One of its latest findings showed that key nutrients in mothers’ breast milk will decrease significantly in the first three months of lactation, and that the mothers’ BMIs could affect the composition of nutrients.
For instance, mothers with a higher BMI have a higher concentration of osteopontin (OPN), energy, fat, protein, and n-6 PUFA in their breast milk as compared to those with a lower BMI.
Generally, as compared to other populations, Chinese mothers have a higher level of OPN in their breast milk as compared to Korean, Japanese, and Danish mothers. For example, the level of OPN is twice as much as in Chinese than in Danish mothers.
Mothers with a higher BMI also have infants with a bigger head circumference.
Findings of the study was published in Nutrition Research and Practice recently.
In the study, a total of 101 Chinese mother and infant pairs were analysed.
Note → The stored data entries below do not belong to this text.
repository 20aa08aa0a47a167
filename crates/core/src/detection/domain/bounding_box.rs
/// Axis-aligned box in source-frame pixel coordinates.
#[derive(Clone, Copy, Debug, PartialEq, Eq)]
pub struct BoundingBox {
    pub origin_x: i32,
    pub origin_y: i32,
    pub width: i32,
    pub height: i32,
}

impl BoundingBox {
    pub fn new(origin_x: i32, origin_y: i32, width: i32, height: i32) -> Self {
        Self {
            origin_x,
            origin_y,
            width,
            height,
        }
    }

    /// Builds a box from corner coordinates, rounding to whole pixels.
    pub fn from_corners(x1: f64, y1: f64, x2: f64, y2: f64) -> Self {
        let left = x1.round() as i32;
        let top = y1.round() as i32;
        Self {
            origin_x: left,
            origin_y: top,
            width: x2.round() as i32 - left,
            height: y2.round() as i32 - top,
        }
    }

    /// True when the box covers no pixels.
    pub fn is_empty(&self) -> bool {
        self.width <= 0 || self.height <= 0
    }

    pub fn right(&self) -> i64 {
        self.origin_x as i64 + self.width as i64
    }

    pub fn bottom(&self) -> i64 {
        self.origin_y as i64 + self.height as i64
    }

    /// True when every edge lies inside a `frame_width` x `frame_height` frame.
    pub fn fits_within(&self, frame_width: u32, frame_height: u32) -> bool {
        self.origin_x >= 0
            && self.origin_y >= 0
            && self.right() <= frame_width as i64
            && self.bottom() <= frame_height as i64
    }
}

impl std::fmt::Display for BoundingBox {
    fn fmt(&self, f: &mut std::fmt::Formatter<'_>) -> std::fmt::Result {
        write!(
            f,
            "x={}, y={}, w={}, h={}",
            self.origin_x, self.origin_y, self.width, self.height
        )
    }
}
pub mod canvas;
pub mod detection_renderer;
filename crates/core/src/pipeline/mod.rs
pub mod detection_session;
pub mod frame_driver;
pub mod frame_report;
pub mod infrastructure;
pub mod session_error;
pub mod session_logger;
pub mod session_options;
pub mod session_state;
pub mod video_clock;
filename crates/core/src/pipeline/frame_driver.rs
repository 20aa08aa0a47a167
use std::time::Instant;

/// Source of display refresh signals for a session.
pub trait FrameDriver {
    /// Blocks until the next refresh. `None` once the driver has stopped.
    fn next_frame(&mut self) -> Option<Instant>;
}
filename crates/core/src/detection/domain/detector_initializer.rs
use thiserror::Error;

use super::detector_options::{Delegate, DetectorOptions};
use super::object_detector::ObjectDetector;

#[derive(Error, Debug)]
pub enum DetectorInitError {
    #[error("invalid detector options: {0}")]
    InvalidOptions(String),
    #[error("{0} delegate is not supported on this platform")]
    UnsupportedDelegate(Delegate),
    #[error("failed to start inference runtime: {0}")]
    Runtime(#[source] Box<dyn std::error::Error + Send + Sync>),
    #[error("failed to fetch model asset: {0}")]
    ModelAsset(#[source] Box<dyn std::error::Error + Send + Sync>),
    #[error("failed to load model: {0}")]
    ModelLoad(#[source] Box<dyn std::error::Error + Send + Sync>),
    #[error("detector initialization was already started for this session")]
    AlreadyStarted,
    #[error("initialization worker exited without a result")]
    WorkerLost,
}

/// Builds a ready-to-use detector from options.
///
/// Construction is expensive (runtime start-up, model download and load)
/// and is expected to run off the display thread.
pub trait DetectorInitializer: Send + Sync {
    fn initialize(
        &self,
        options: &DetectorOptions,
    ) -> Result<Box<dyn ObjectDetector>, DetectorInitError>;
}
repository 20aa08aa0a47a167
use std::sync::Arc;
use std::time::Duration;

use crate::detection::domain::detector_initializer::{DetectorInitError, DetectorInitializer};
use crate::detection::domain::detector_options::DetectorOptions;
use crate::detection::domain::object_detector::ObjectDetector;

pub type InitResult = Result<Box<dyn ObjectDetector>, DetectorInitError>;

/// Receiving end of a detector being built on a worker thread.
///
/// Dropping it abandons the result; the worker then closes the detector it
/// could not hand over.
pub struct PendingDetector {
    rx: crossbeam_channel::Receiver<InitResult>,
}

impl PendingDetector {
    /// Non-blocking poll. `None` while the worker is still busy.
    pub fn try_take(&self) -> Option<InitResult> {
        match self.rx.try_recv() {
            Ok(result) => Some(result),
            Err(crossbeam_channel::TryRecvError::Empty) => None,
            Err(crossbeam_channel::TryRecvError::Disconnected) => {
                Some(Err(DetectorInitError::WorkerLost))
            }
        }
    }

    /// Block for up to `timeout` waiting for the result.
    pub fn wait(&self, timeout: Duration) -> Option<InitResult> {
        match self.rx.recv_timeout(timeout) {
            Ok(result) => Some(result),
            Err(crossbeam_channel::RecvTimeoutError::Timeout) => None,
            Err(crossbeam_channel::RecvTimeoutError::Disconnected) => {
                Some(Err(DetectorInitError::WorkerLost))
            }
        }
    }
}

/// Run `initializer` once on a dedicated thread.
pub fn spawn_initialization(
    initializer: Arc<dyn DetectorInitializer>,
    options: DetectorOptions,
) -> PendingDetector {
    let (tx, rx) = crossbeam_channel::bounded::<InitResult>(1);
    std::thread::spawn(move || {
        let result = initializer.initialize(&options);
        if let Err(crossbeam_channel::SendError(unclaimed)) = tx.send(result) {
            if let Ok(mut detector) = unclaimed {
                log::info!("Session ended before the detector was ready, closing it");
                if let Err(e) = detector.close() {
                    log::warn!("Failed to close unclaimed detector: {e}");
                }
            }
        }
    });
    PendingDetector { rx }
}

#[cfg(test)]
mod tests {
    use super::*;
    use crate::detection::domain::detection::DetectionResult;
    use crate::detection::domain::object_detector::DetectError;
    use crate::shared::frame::Frame;
    use std::sync::atomic::{AtomicUsize, Ordering};
    use std::time::Instant;

    struct CountingDetector {
        closes: Arc<AtomicUsize>,
    }

    impl ObjectDetector for CountingDetector {
        fn detect(&mut self, _frame: &Frame) -> Result<DetectionResult, DetectError> {
            Ok(DetectionResult::default())
        }

        fn detect_for_video(
            &mut self,
            _frame: &Frame,
            _timestamp_ms: f64,
        ) -> Result<DetectionResult, DetectError> {
            Ok(DetectionResult::default())
        }

        fn close(&mut self) -> Result<(), DetectError> {
            self.closes.fetch_add(1, Ordering::SeqCst);
            Ok(())
        }
    }

    struct GatedInitializer {
        gate: crossbeam_channel::Receiver<()>,
        closes: Arc<AtomicUsize>,
        fail: bool,
    }

    impl DetectorInitializer for GatedInitializer {
        fn initialize(
            &self,
            _options: &DetectorOptions,
        ) -> Result<Box<dyn ObjectDetector>, DetectorInitError> {
            let _ = self.gate.recv();
            if self.fail {
                return Err(DetectorInitError::ModelAsset("offline".into()));
            }
            Ok(Box::new(CountingDetector {
                closes: self.closes.clone(),
            }))
        }
    }

    fn gated(fail: bool) -> (crossbeam_channel::Sender<()>, Arc<AtomicUsize>, Arc<dyn DetectorInitializer>) {
        let (gate_tx, gate) = crossbeam_channel::unbounded();
        let closes = Arc::new(AtomicUsize::new(0));
        let init = Arc::new(GatedInitializer {
            gate,
            closes: closes.clone(),
            fail,
        });
        (gate_tx, closes, init)
    }

    #[test]
    fn test_try_take_pending_then_ready() {
        let (gate, _closes, init) = gated(false);
        let pending = spawn_initialization(init, DetectorOptions::default());
        assert!(pending.try_take().is_none());

        gate.send(()).unwrap();
        let result = pending.wait(Duration::from_secs(5)).unwrap();
        assert!(result.is_ok());
    }

    #[test]
    fn test_failure_is_delivered() {
        let (gate, _closes, init) = gated(true);
        let pending = spawn_initialization(init, DetectorOptions::default());
        gate.send(()).unwrap();
        let result = pending.wait(Duration::from_secs(5)).unwrap();
        assert!(matches!(result, Err(DetectorInitError::ModelAsset(_))));
    }

    #[test]
    fn test_abandoned_detector_is_closed_by_worker() {
        let (gate, closes, init) = gated(false);
        let pending = spawn_initialization(init, DetectorOptions::default());
        drop(pending);
        gate.send(()).unwrap();

        let deadline = Instant::now() + Duration::from_secs(5);
        while closes.load(Ordering::SeqCst) == 0 && Instant::now() < deadline {
            std::thread::sleep(Duration::from_millis(5));
        }
        assert_eq!(closes.load(Ordering::SeqCst), 1);
    }
}
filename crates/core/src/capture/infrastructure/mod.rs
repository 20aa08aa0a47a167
pub mod ffmpeg_camera;
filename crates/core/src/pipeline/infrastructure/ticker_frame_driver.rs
use std::sync::atomic::{AtomicBool, Ordering};
use std::sync::Arc;
use std::time::{Duration, Instant};

use crate::pipeline::frame_driver::FrameDriver;

/// Fixed-rate refresh signal for hosts without a display.
pub struct TickerFrameDriver {
    ticker: crossbeam_channel::Receiver<Instant>,
    cancelled: Arc<AtomicBool>,
    deadline: Option<Instant>,
}

impl TickerFrameDriver {
    /// `refresh_hz` must be positive.
    pub fn new(refresh_hz: f64, cancelled: Arc<AtomicBool>) -> Self {
        let period = Duration::from_secs_f64(1.0 / refresh_hz);
        Self {
            ticker: crossbeam_channel::tick(period),
            cancelled,
            deadline: None,
        }
    }

    /// Stop delivering refreshes once `duration` has passed.
    pub fn with_duration(mut self, duration: Duration) -> Self {
        self.deadline = Some(Instant::now() + duration);
        self
    }
}

impl FrameDriver for TickerFrameDriver {
    fn next_frame(&mut self) -> Option<Instant> {
        if self.cancelled.load(Ordering::Relaxed) {
            return None;
        }
        let now = self.ticker.recv().ok()?;
        if self.cancelled.load(Ordering::Relaxed) {
            return None;
        }
        match self.deadline {
            Some(deadline) if now >= deadline => None,
            _ => Some(now),
        }
    }
}
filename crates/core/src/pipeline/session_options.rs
use crate::capture::domain::facing_mode::FacingMode;
use crate::capture::domain::media_devices::MediaConstraints;
use crate::detection::domain::detector_options::{DetectorOptions, RunningMode};
use crate::render::domain::detection_renderer::{BoundsPolicy, OverlayStyle};

/// Everything a session needs to know up front.
#[derive(Clone, Debug, Default)]
pub struct SessionOptions {
    pub detector: DetectorOptions,
    pub facing_mode: FacingMode,
    pub bounds_policy: BoundsPolicy,
    pub overlay: OverlayStyle,
}

impl SessionOptions {
    /// Detector options with the running mode pinned to VIDEO; the frame
    /// loop only ever calls `detect_for_video`.
    pub fn video_detector_options(&self) -> DetectorOptions {
        DetectorOptions {
            running_mode: RunningMode::Video,
            ..self.detector.clone()
        }
    }

    pub fn media_constraints(&self) -> MediaConstraints {
        MediaConstraints::video_facing(self.facing_mode)
    }
}
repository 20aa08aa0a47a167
/// COCO category names indexed by the original 91-slot class id.
///
/// Ids that were dropped from the released dataset map to an empty string.
const COCO_LABELS: [&str; 91] = [
    "",
    "person",
    "bicycle",
    "car",
    "motorcycle",
    "airplane",
    "bus",
    "train",
    "truck",
    "boat",
    "traffic light",
    "fire hydrant",
    "",
    "stop sign",
    "parking meter",
    "bench",
    "bird",
    "cat",
    "dog",
    "horse",
    "sheep",
    "cow",
    "elephant",
    "bear",
    "zebra",
    "giraffe",
    "",
    "backpack",
    "umbrella",
    "",
    "",
    "handbag",
    "tie",
    "suitcase",
    "frisbee",
    "skis",
    "snowboard",
    "sports ball",
    "kite",
    "baseball bat",
    "baseball glove",
    "skateboard",
    "surfboard",
    "tennis racket",
    "bottle",
    "",
    "wine glass",
    "cup",
    "fork",
    "knife",
    "spoon",
    "bowl",
    "banana",
    "apple",
    "sandwich",
    "orange",
    "broccoli",
    "carrot",
    "hot dog",
    "pizza",
    "donut",
    "cake",
    "chair",
    "couch",
    "potted plant",
    "bed",
    "",
    "dining table",
    "",
    "",
    "toilet",
    "",
    "tv",
    "laptop",
    "mouse",
    "remote",
    "keyboard",
    "cell phone",
    "microwave",
    "oven",
    "toaster",
    "sink",
    "refrigerator",
    "",
    "book",
    "clock",
    "vase",
    "scissors",
    "teddy bear",
    "hair drier",
    "toothbrush",
];

pub fn coco_label(class_id: i32) -> Option<&'static str> {
    usize::try_from(class_id)
        .ok()
        .and_then(|i| COCO_LABELS.get(i))
        .copied()
        .filter(|name| !name.is_empty())
}
use std::sync::Arc;

use crate::detection::domain::detector_initializer::{DetectorInitError, DetectorInitializer};
use crate::detection::domain::detector_options::DetectorOptions;
use crate::detection::domain::object_detector::ObjectDetector;

use super::execution_provider::execution_providers_for;
use super::model_resolver::{ModelCache, ProgressFn};
use super::onnx_object_detector::OnnxObjectDetector;

pub type DownloadProgress = Arc<dyn Fn(u64, u64) + Send + Sync>;

/// Two-step detector construction: bind the runtime to an execution
/// backend, then fetch the model asset and load it.
#[derive(Default)]
pub struct OnnxDetectorInitializer {
    progress: Option<DownloadProgress>,
}

impl OnnxDetectorInitializer {
    pub fn new() -> Self {
        Self::default()
    }

    /// Report model download progress as `(downloaded, total)` bytes.
    pub fn with_progress(mut self, progress: DownloadProgress) -> Self {
        self.progress = Some(progress);
        self
    }
}

impl DetectorInitializer for OnnxDetectorInitializer {
    fn initialize(
        &self,
        options: &DetectorOptions,
    ) -> Result<Box<dyn ObjectDetector>, DetectorInitError> {
        options
            .validate()
            .map_err(DetectorInitError::InvalidOptions)?;

        let providers = execution_providers_for(options.delegate)?;
        log::info!("Inference runtime bound to {} delegate", options.delegate);

        let progress = self.progress.clone().map(|cb| -> ProgressFn {
            Box::new(move |downloaded, total| cb(downloaded, total))
        });
        let model_path = ModelCache::user_default()
            .and_then(|cache| cache.fetch(&options.model_asset, progress))
            .map_err(|e| DetectorInitError::ModelAsset(Box::new(e)))?;

        let detector = OnnxObjectDetector::new(&model_path, providers, options.clone())
            .map_err(DetectorInitError::ModelLoad)?;
        log::info!(
            "Object detector ready ({} mode, model {})",
            options.running_mode,
            options.model_asset.name
        );
        Ok(Box::new(detector))
    }
}
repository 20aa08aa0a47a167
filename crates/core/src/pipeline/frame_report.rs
use crate::render::domain::detection_renderer::RenderSummary;

/// What happened to one frame after inference.
#[derive(Clone, Debug, PartialEq)]
pub enum FrameOutcome {
    Rendered(RenderSummary),
    /// Detector returned an error; nothing was drawn.
    InferenceFailed(String),
    /// No 2D context; inference was skipped along with drawing.
    SurfaceUnavailable,
}

/// One Frame Loop pass that got past the readiness guard.
#[derive(Clone, Debug, PartialEq)]
pub struct FrameReport {
    pub frame_index: usize,
    pub timestamp_ms: f64,
    pub canvas_size: (u32, u32),
    pub outcome: FrameOutcome,
    pub inference_ms: f64,
    pub render_ms: f64,
}

impl FrameReport {
    pub fn drawn(&self) -> usize {
        match &self.outcome {
            FrameOutcome::Rendered(summary) => summary.drawn.len(),
            _ => 0,
        }
    }

    pub fn skipped(&self) -> usize {
        match &self.outcome {
            FrameOutcome::Rendered(summary) => summary.skipped.len(),
            _ => 0,
        }
    }
}

/// What teardown released, and what refused to go quietly.
#[derive(Debug, Default)]
pub struct TeardownReport {
    pub detector_closed: bool,
    pub tracks_stopped: usize,
    pub failures: Vec<String>,
}

impl TeardownReport {
    pub fn is_clean(&self) -> bool {
        self.failures.is_empty()
    }
}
The changes in the macronutrients of breast milk in the mothers at the 1st, 2nd, and 3rd month of lactation were examined.
In an interview with NutraIngredients-Asia, the company said as a follow-up study, the company has been working with the Chinese Academy of Science (CAS) in conducting further research.
The main idea is to better understand relationship between human milk oligosaccharides (HMOs), human breast milk microbiome, and the gut microbiome of the infants, said Dr Liu Feitong, senior research fellow.
The results of the study, which assess the gut microbiome of infants via faecal samples, have been submitted for peer reviewed journals.
Immunity and digestion
Immunity and digestion are core research areas for the company’s infant formula portfolio.
“If you look at some of the challenges that infants and children have in their life can be surrounding immunity and digestion.
“It can be exposure to certain pathogens, bacteria, it can be stomach upset, introduction of a new food, it is a whole new world for these young individuals
“What we see is that there is an absolute need to support the immune system and digestive system in the early stages of life,” said Dr Jonathan Lane, senior manager of global research at H&H Group.
As part of its R&D process, the company applies findings from its observational studies into its investigational studies.
From the observational studies, the company focuses on the link between the breast milk microbiome and infant microbiome.
It also seeks to understand the mechanisms which are involved in bringing about a particular health benefit or a specific outcome.
The company then attempts to isolate the ingredient involved in a health outcome and further research on it in an investigational model.
Ingredients of interest to the company include HMOs and OPN and how they affect the development of the immune system and protect infants from bacteria and viral infections.
Potential for personalisation?
There is potential for infant formula personalisation according to needs of different geographical locations, but this is still a long way to go, according to Dr Lane.
“If we look at the information from the research, it can of course support the development of our current infant formula range or our global infant formula range.
“And if we think of things in a dramatically different way, we also see potential to personalise infant formula from our research,” he said.
This is based on the findings that breast milk composition varies across countries and geographical locations.
At present, slight differences in infant formulas across geographical locations are however, mostly due to regulatory requirements and less so of consumer needs.
Moreover, while it is still uncertain what different components in human breast milk mean with regards to infant outcomes, science has been pointing to the direction of personalised formula.
Citing the example of the HMO 2’-Fucosyllactose (2’FL) amongst Chinese mothers, he said 80% of them were 2’FL secretors and 20% were non-secretors.
There is thus a need for more research to understand the associated benefit outcomes with regards to 2’FL and its significance in personalisation of infant nutrition.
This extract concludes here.